Costa Rican Christiana Figueres, Executive Secretary of the United Nations Framework Convention on Climate Change, revealed to international media that she will soon publish a book in which she expresses what the world would be like in 2050, in whose content she points out, that the impacts of not combating climate change would be as disastrous as those of a world war.
(…) The degree of destruction, suffering and conflict will be as we have never had it, not even in world wars. Paradoxically, if we manage to decarbonize, the cities will be more liveable, there will be more food security, better access to electricity, greater forest cover, so it will be a world of more health, peace and efficiency,”
Figueres told El País newspaper.
The Costa Rican, daughter of former president José María Figueres Ferrer, told at what time of her life she began to see the circumstances of climate change differently.
In the 90s, Figueres took her two daughters to a reserve, to show them a beautiful species of golden frog, which, as a child, captivated her.
However, when asking about the animal, she received the unpleasant news that it had already died out.

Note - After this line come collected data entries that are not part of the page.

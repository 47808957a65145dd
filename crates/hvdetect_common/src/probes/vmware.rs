//! VMware guests (DMI) and hosts (`vmware -v`)

use super::{contains_word, read_evidence, run_helper, DMI_PRODUCT_NAME, DMI_SYS_VENDOR};
use crate::evidence::Evidence;
use crate::vm;
use tracing::debug;

const MARKER: &str = "VMware";

pub fn probe<E: Evidence + ?Sized>(evidence: &E, program: &str) -> String {
    for path in [DMI_SYS_VENDOR, DMI_PRODUCT_NAME] {
        if let Some(value) = read_evidence(evidence, path) {
            if contains_word(value.trim(), MARKER) {
                debug!("vmware probe: {} is {:?}", path, value.trim());
                return vm::VMWARE.to_string();
            }
        }
    }

    run_helper(evidence, program, &["-v"])
        .and_then(|output| product_token(&output))
        .unwrap_or_default()
}

/// `VMware Workstation 17.0.0 build-20800274` -> `vmware_workstation`.
/// Only the first two words count; the version and build that follow are ignored.
fn product_token(output: &str) -> Option<String> {
    let mut parts = output.lines().next()?.split_whitespace();
    let (vendor, product) = (parts.next()?, parts.next()?);
    if !vendor.eq_ignore_ascii_case(MARKER) || !product.chars().all(|c| c.is_ascii_alphabetic()) {
        return None;
    }
    Some(format!("{}_{}", vm::VMWARE, product.to_lowercase()))
}

#[cfg(test)]
mod tests {
    use super::*;
    use crate::evidence::MemoryEvidence;

    #[test]
    fn test_dmi_vendor() {
        let evidence = MemoryEvidence::new().file(DMI_SYS_VENDOR, "VMware, Inc.\n");
        assert_eq!(probe(&evidence, "vmware"), "vmware");
    }

    #[test]
    fn test_dmi_product_name() {
        let evidence = MemoryEvidence::new()
            .file(DMI_SYS_VENDOR, "Unknown\n")
            .file(DMI_PRODUCT_NAME, "VMware7,1\n");
        assert_eq!(probe(&evidence, "vmware"), "vmware");
    }

    #[test]
    fn test_dmi_overlap_is_not_vmware() {
        let evidence = MemoryEvidence::new()
            .file(DMI_SYS_VENDOR, "NotVMware Systems\n")
            .file(DMI_PRODUCT_NAME, "VMwareless Appliance\n");
        assert_eq!(probe(&evidence, "vmware"), "");
    }

    #[test]
    fn test_host_tools() {
        let evidence = MemoryEvidence::new()
            .file(DMI_SYS_VENDOR, "Dell Inc.\n")
            .command("vmware -v", "VMware Workstation 17.0.0 build-20800274\n");
        assert_eq!(probe(&evidence, "vmware"), "vmware_workstation");

        let evidence = MemoryEvidence::new().command("vmware -v", "VmWare Server\n");
        assert_eq!(probe(&evidence, "vmware"), "vmware_server");
    }

    #[test]
    fn test_trailing_version_is_ignored() {
        let evidence = MemoryEvidence::new().command("vmware -v", "vmware fusion 7.1\n");
        assert_eq!(probe(&evidence, "vmware"), "vmware_fusion");
    }

    #[test]
    fn test_unexpected_tool_output() {
        let evidence = MemoryEvidence::new().command("vmware -v", "vmware\n");
        assert_eq!(probe(&evidence, "vmware"), "");

        let evidence = MemoryEvidence::new().command("vmware -v", "Fusion VMware 13\n");
        assert_eq!(probe(&evidence, "vmware"), "");
    }

    #[test]
    fn test_nothing_available() {
        assert_eq!(probe(&MemoryEvidence::new(), "vmware"), "");
        let evidence = MemoryEvidence::new().failing_command("vmware -v", 127);
        assert_eq!(probe(&evidence, "vmware"), "");
    }
}
//! Fact collection seam
//!
//! The detector only reads a handful of facts resolved elsewhere (GCE
//! metadata, BIOS vendor, DMI product name) and the resolver writes the
//! virtualization facts back. Anything that can answer `get` and accept
//! `add` can host the detector.

use serde::{Deserialize, Serialize};
use serde_json::Value;
use std::collections::BTreeMap;

/// GCE metadata or a boolean "running on GCE" indicator
pub const GCE: &str = "gce";
pub const BIOS_VENDOR: &str = "bios_vendor";
pub const PRODUCT_NAME: &str = "product_name";

pub const HYPERVISOR: &str = "hypervisor";
pub const VIRTUAL: &str = "virtual";
pub const IS_VIRTUAL: &str = "is_virtual";

/// Key/value store of host facts
pub trait FactCollection {
    /// Look up a fact. Implementations may resolve it lazily.
    fn get(&self, name: &str) -> Option<Value>;

    /// Publish a fact, replacing any previous value
    fn add(&mut self, name: &str, value: Value);

    /// Convenience accessor for string facts
    fn get_str(&self, name: &str) -> Option<String> {
        match self.get(name)? {
            Value::String(s) => Some(s),
            _ => None,
        }
    }
}

/// In-memory fact collection
#[derive(Debug, Clone, Default, PartialEq, Serialize, Deserialize)]
#[serde(transparent)]
pub struct Facts {
    values: BTreeMap<String, Value>,
}

impl Facts {
    pub fn new() -> Self {
        Self::default()
    }

    /// Builder-style insert, mostly for seeding collections
    pub fn with(mut self, name: &str, value: impl Into<Value>) -> Self {
        self.values.insert(name.to_string(), value.into());
        self
    }

    pub fn len(&self) -> usize {
        self.values.len()
    }

    pub fn is_empty(&self) -> bool {
        self.values.is_empty()
    }
}

impl FactCollection for Facts {
    fn get(&self, name: &str) -> Option<Value> {
        self.values.get(name).cloned()
    }

    fn add(&mut self, name: &str, value: Value) {
        self.values.insert(name.to_string(), value);
    }
}

/// Truthiness of a fact value: `false`, `null`, empty strings and empty
/// containers are all "not set"
pub fn is_truthy(value: &Value) -> bool {
    match value {
        Value::Null => false,
        Value::Bool(b) => *b,
        Value::String(s) => !s.is_empty() && s != "false",
        Value::Array(a) => !a.is_empty(),
        Value::Object(o) => !o.is_empty(),
        Value::Number(_) => true,
    }
}

#[cfg(test)]
mod tests {
    use super::*;
    use serde_json::json;

    #[test]
    fn test_get_and_add() {
        let mut facts = Facts::new().with(BIOS_VENDOR, "Google");
        assert_eq!(facts.get_str(BIOS_VENDOR).as_deref(), Some("Google"));
        assert!(facts.get(GCE).is_none());

        facts.add(GCE, json!(true));
        assert_eq!(facts.get(GCE), Some(json!(true)));
        assert_eq!(facts.len(), 2);
    }

    #[test]
    fn test_get_str_ignores_non_strings() {
        let facts = Facts::new().with(PRODUCT_NAME, 42);
        assert!(facts.get_str(PRODUCT_NAME).is_none());
    }

    #[test]
    fn test_truthiness() {
        assert!(is_truthy(&json!(true)));
        assert!(is_truthy(&json!({"instance": {"id": 1}})));
        assert!(is_truthy(&json!("yes")));
        assert!(!is_truthy(&json!(false)));
        assert!(!is_truthy(&json!(null)));
        assert!(!is_truthy(&json!({})));
        assert!(!is_truthy(&json!("")));
        assert!(!is_truthy(&json!("false")));
    }

    #[test]
    fn test_serializes_as_plain_map() {
        let facts = Facts::new().with(VIRTUAL, "kvm").with(IS_VIRTUAL, true);
        let text = serde_json::to_string(&facts).unwrap();
        assert_eq!(text, r#"{"is_virtual":true,"virtual":"kvm"}"#);
    }
}
//! Linux-VServer context id

use super::{read_evidence, status_field, PROC_SELF_STATUS};
use crate::evidence::Evidence;
use crate::vm;

/// Older kernels use s_context, newer ones VxID
const CONTEXT_FIELDS: &[&str] = &["s_context:", "VxID:"];

pub fn probe<E: Evidence + ?Sized>(evidence: &E) -> String {
    let Some(status) = read_evidence(evidence, PROC_SELF_STATUS) else {
        return String::new();
    };

    match status_field(&status, CONTEXT_FIELDS) {
        Some("0") => vm::VSERVER_HOST.to_string(),
        Some(_) => vm::VSERVER.to_string(),
        None => String::new(),
    }
}

#[cfg(test)]
mod tests {
    use super::*;
    use crate::evidence::MemoryEvidence;

    fn with_status(status: &str) -> MemoryEvidence {
        MemoryEvidence::new().file(PROC_SELF_STATUS, status)
    }

    #[test]
    fn test_guest_context() {
        assert_eq!(probe(&with_status("Name:\tsh\nVxID:\t40012\n")), "vserver");
        assert_eq!(probe(&with_status("Name:\tsh\ns_context: 12\n")), "vserver");
    }

    #[test]
    fn test_host_context() {
        assert_eq!(probe(&with_status("Name:\tsh\nVxID:\t0\n")), "vserver_host");
    }

    #[test]
    fn test_stock_kernel_has_no_context() {
        assert_eq!(probe(&with_status("Name:\tsh\nState:\tR (running)\nPid:\t42\n")), "");
    }

    #[test]
    fn test_unreadable_status() {
        assert_eq!(probe(&MemoryEvidence::new()), "");
        assert_eq!(probe(&MemoryEvidence::new().unreadable(PROC_SELF_STATUS)), "");
    }
}
//! Hypervisor identifiers
//!
//! Tokens published as the `virtual` fact. An empty identifier means no
//! probe found evidence; it is never a technology name.

pub const DOCKER: &str = "docker";
pub const LXC: &str = "lxc";
pub const PODMAN: &str = "podman";

pub const VMWARE: &str = "vmware";
pub const VMWARE_SERVER: &str = "vmware_server";
pub const VMWARE_WORKSTATION: &str = "vmware_workstation";
pub const VIRTUALBOX: &str = "virtualbox";
pub const PARALLELS: &str = "parallels";
pub const KVM: &str = "kvm";
pub const HYPERV: &str = "hyperv";
pub const REDHAT_EV: &str = "rhev";
pub const OVIRT: &str = "ovirt";
pub const BOCHS: &str = "bochs";
pub const VMM: &str = "vmm";
pub const BHYVE: &str = "bhyve";

pub const XEN_HARDWARE: &str = "xenhvm";
pub const XEN_PRIVILEGED: &str = "xen0";
pub const XEN_UNPRIVILEGED: &str = "xenu";

pub const OPENVZ_HN: &str = "openvzhn";
pub const OPENVZ_VE: &str = "openvzve";

pub const VSERVER: &str = "vserver";
pub const VSERVER_HOST: &str = "vserver_host";

pub const ZLINUX: &str = "zlinux";
pub const GCE: &str = "gce";

/// Published for `virtual` when nothing was detected
pub const PHYSICAL: &str = "physical";

/// Identifiers naming a host or privileged domain rather than a guest
const NON_VIRTUAL: &[&str] = &[
    PHYSICAL,
    XEN_PRIVILEGED,
    VMWARE_SERVER,
    VMWARE_WORKSTATION,
    OPENVZ_HN,
    VSERVER_HOST,
];

/// Whether `hypervisor` means this system runs as a guest
pub fn is_virtual(hypervisor: &str) -> bool {
    !hypervisor.is_empty() && !NON_VIRTUAL.contains(&hypervisor)
}

/// Value for the `virtual` fact: the identifier, or `physical` when empty
pub fn virtual_name(hypervisor: &str) -> &str {
    if hypervisor.is_empty() {
        PHYSICAL
    } else {
        hypervisor
    }
}

#[cfg(test)]
mod tests {
    use super::*;

    #[test]
    fn test_guest_tokens_are_virtual() {
        for token in [DOCKER, LXC, VMWARE, XEN_UNPRIVILEGED, XEN_HARDWARE, OPENVZ_VE, VSERVER, GCE, KVM] {
            assert!(is_virtual(token), "{} should be virtual", token);
        }
    }

    #[test]
    fn test_host_tokens_are_not_virtual() {
        for token in NON_VIRTUAL {
            assert!(!is_virtual(token), "{} should not be virtual", token);
        }
        assert!(!is_virtual(""));
    }

    #[test]
    fn test_virtual_name() {
        assert_eq!(virtual_name(""), PHYSICAL);
        assert_eq!(virtual_name(XEN_PRIVILEGED), "xen0");
    }
}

I realized that if I, at thirty-something, had seen the disappearance of a species, I was giving my daughters a worse world,”
she recalled.
Christiana Figueres achieved the success of the Paris Agreement in 2015, which establishes preventive measures for the reduction in the emission of gases.
For her, the world still has time to do something considerable to avoid more damage to nature, and with it, favor the life of all the creatures that inhabit the Earth.